What are the biggest challenges you have faced so far?
"We face several major challenges:
- aluminium suppliers in the far east have been very resistant to making the switch to recycled aluminium, so we may have to radically alter our supply chain to make our frames locally and thereby control the recycled content of the aluminium;
- suppliers have been reluctant to change their shipping & packaging processes to reduce single-use packaging;
- it has taken 5 years of discussion with 2 of our landlords to persuade them to switch to renewables;
- I see the biggest future challenge being getting bikes back to us, or to regional hubs, at the end of their useful life so that we can remanufacture parts and reuse the aluminium."
What are your ambitions for both short and long term?
"In the next couple of years we should be able to dramatically cut our scope 3 emissions by sourcing low carbon aluminium. This may happen through our existing suppliers in the far east, but we are also exploring alternative frame manufacturers in UK and Europe; this would take a number of months to develop because there is very little frame building capacity in UK/Europe currently and substantial investment in robotics would be required to make it cost effective.
For the longer term, we aim for fully closed-loop operations where all end-of-life bikes come back into our supply chain for reuse, remanufacture or recycling. This will require a very large investment in infrastructure and skills, and is likely to require collaboration throughout our industry to make it economically viable.
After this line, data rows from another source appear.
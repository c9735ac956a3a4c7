use pcc_decoder::DecodeError;
use pcc_encoder::EncodeError;

/// Errors that abort a transcoding pass.
///
/// ```text
/// ┌──────────────────────┬──────────────────────────────────────────────┐
/// │ Variant              │ Cause                                        │
/// ├──────────────────────┼──────────────────────────────────────────────┤
/// │ Decode               │ Malformed header or data section             │
/// │ Encode               │ Output could not be written                  │
/// │ MissingElement       │ Boundary has no vertex or face element       │
/// │ MissingCoordinate    │ Vertex element lacks x, y or z               │
/// │ InvalidListLength    │ List count prefix is not a usable length     │
/// │ NonTriangularFace    │ Boundary face with arity ≠ 3 (Reject policy) │
/// │ DegenerateFace       │ Boundary face with fewer than 3 indices      │
/// │ InvalidFaceIndex     │ Negative, fractional or oversized index      │
/// │ FaceIndexOutOfRange  │ Index ≥ boundary vertex count                │
/// │ EmptyBoundary        │ Boundary has no triangles                    │
/// │ UnknownOutputFormat  │ Unrecognised output format name              │
/// └──────────────────────┴──────────────────────────────────────────────┘
/// ```
#[derive(Debug, thiserror::Error)]
pub enum DriverError {
    #[error(transparent)]
    Decode(#[from] DecodeError),

    #[error(transparent)]
    Encode(#[from] EncodeError),

    #[error("{input}: no {element:?} element")]
    MissingElement {
        input: String,
        element: &'static str,
    },

    #[error("{input}: vertex element has no {axis:?} property")]
    MissingCoordinate { input: String, axis: &'static str },

    #[error("{element} record {record}: list length {value} is not a valid count")]
    InvalidListLength {
        element: String,
        record: u64,
        value: String,
    },

    #[error("boundary face {face} has {arity} vertices, expected 3")]
    NonTriangularFace { face: u64, arity: u64 },

    #[error("boundary face {face} has only {arity} vertices")]
    DegenerateFace { face: u64, arity: u64 },

    #[error("boundary face {face}: {value} is not a vertex index")]
    InvalidFaceIndex { face: u64, value: String },

    #[error("boundary face {face} refers to vertex {index}, but only {vertex_count} were loaded")]
    FaceIndexOutOfRange {
        face: u64,
        index: u32,
        vertex_count: usize,
    },

    #[error("boundary has no triangles")]
    EmptyBoundary,

    #[error("unknown output format {name:?}")]
    UnknownOutputFormat { name: String },
}
#![warn(clippy::pedantic)]

pub mod encoding;
pub mod error;
pub mod list;
pub mod scalar;

pub use encoding::{ByteOrder, Encoding, HOST_BYTE_ORDER};
pub use error::WireError;
pub use list::{ListCodec, ListKind};
pub use scalar::{Scalar, ScalarCodec, ScalarKind};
Legislation has pushed this forward in the automotive and electronics industries in recent years; it is likely that the bike industry can learn from these models."
What do you expect of the cycling community on this journey?
"We expect bike riding families to be at the forefront of embracing the circular economy, and we already see enthusiasm for reuse of bikes and parts. In this time of very high demand of bikes (since summer 2020), the secondhand market is thriving; consumers appreciate the cost savings and the environmental benefits of multiple ownership in children’s bikes, and we are launching an MOT scheme so that families can take their 2nd hand Frog to a dealer and get a comprehensive safety check and warranty renewal."